■ **EXERCISE BRIEF**
Everything from the line containing "Ok(decode(&open(path)?)?)" through the final line of the material is to be restated word for word, and only that.

■ **MATERIAL PROVIDED**
//! # formconv
//!
//! Convert xlsform spreadsheets into AJF form definitions.
//!
//! An xlsform describes a survey with a `survey` sheet of questions, a
//! `choices` sheet of option lists and an optional `settings` sheet. This
//! crate turns it into the JSON document read by the AJF form engine:
//! slides, groups, repeating slides and fields, with their `relevant`,
//! `constraint` and `calculation` formulas compiled to JavaScript.
//!
//! ## Features
//!
//! - Reading `.xlsx` files (feature `xlsx`, on by default)
//! - Group and repeat nesting checks, with the line of the offending row
//! - Formula compilation through [`formconv_formula`]
//! - Table fields backed by their own sheet
//! - Settings tags and translations
//!
//! ## Example
//!
//! ```rust
//! use formconv::prelude::*;
//!
//! let workbook = Workbook::new()
//!     .with_sheet(
//!         "survey",
//!         &[
//!             &["type", "name", "label", "relevant"],
//!             &["integer", "age", "Age", ""],
//!             &["text", "job", "Job", "${age} >= 18"],
//!         ],
//!     )
//!     .unwrap()
//!     .with_sheet("choices", &[&["list name", "name", "label"]])
//!     .unwrap();
//!
//! let doc = convert_workbook(&workbook).unwrap();
//! let job = doc.find("job").unwrap();
//! assert_eq!(job.visibility.as_ref().unwrap().condition, "age >= 18");
//!
//! let json = JsonWriter::to_string(&doc, &WriteOptions::default()).unwrap();
//! assert!(json.contains("\"nodeType\": 3"));
//! ```

pub mod builder;
pub mod choices;
pub mod convert;
pub mod document;
pub mod error;
pub mod ids;
pub mod prelude;
pub mod preprocess;
pub mod row_type;
pub mod settings;
pub mod translation;
pub mod validate;
pub mod writer;

pub use convert::{convert, convert_workbook};
pub use document::{
    Choice, ChoicesOrigin, Condition, Document, Field, FieldType, FieldValidation, Formula, Node,
    NodeType, TableCell, Tag, TranslationMap, ValidationCondition,
};
pub use error::{ConvertError, ConvertResult};
pub use writer::{Indent, JsonWriter, WriteOptions};

// Re-export input types
pub use formconv_core::{decode, Workbook, XlsForm};
pub use formconv_formula::{CompileError, Compiler, FormulaContext};
#[cfg(feature = "xlsx")]
pub use formconv_xlsx::{XlsxError, XlsxReader};

use std::path::Path;

/// Read a spreadsheet, choosing the reader from the file extension
pub fn open<P: AsRef<Path>>(path: P) -> ConvertResult<Workbook> {
    let path = path.as_ref();
    let extension = path
        .extension()
        .and_then(|e| e.to_str())
        .map(|e| e.to_lowercase());

    match extension.as_deref() {
        #[cfg(feature = "xlsx")]
        Some("xlsx") | Some("xlsm") => Ok(XlsxReader::read_file(path)?),
        _ => Err(ConvertError::UnsupportedFormat(path.display().to_string())),
    }
}

/// Read and decode a spreadsheet
pub fn open_form<P: AsRef<Path>>(path: P) -> ConvertResult<XlsForm> {
    Ok(decode(&open(path)?)?)
}

/// Read and convert a spreadsheet
pub fn convert_file<P: AsRef<Path>>(path: P) -> ConvertResult<Document> {
    convert(&open_form(path)?)
}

■ **RESPONSE AREA**
    Ok(decode(&open(path)?)?)
}

/// Read and convert a spreadsheet
pub fn convert_file<P: AsRef<Path>>(path: P) -> ConvertResult<Document> {
    convert(&open_form(path)?)
}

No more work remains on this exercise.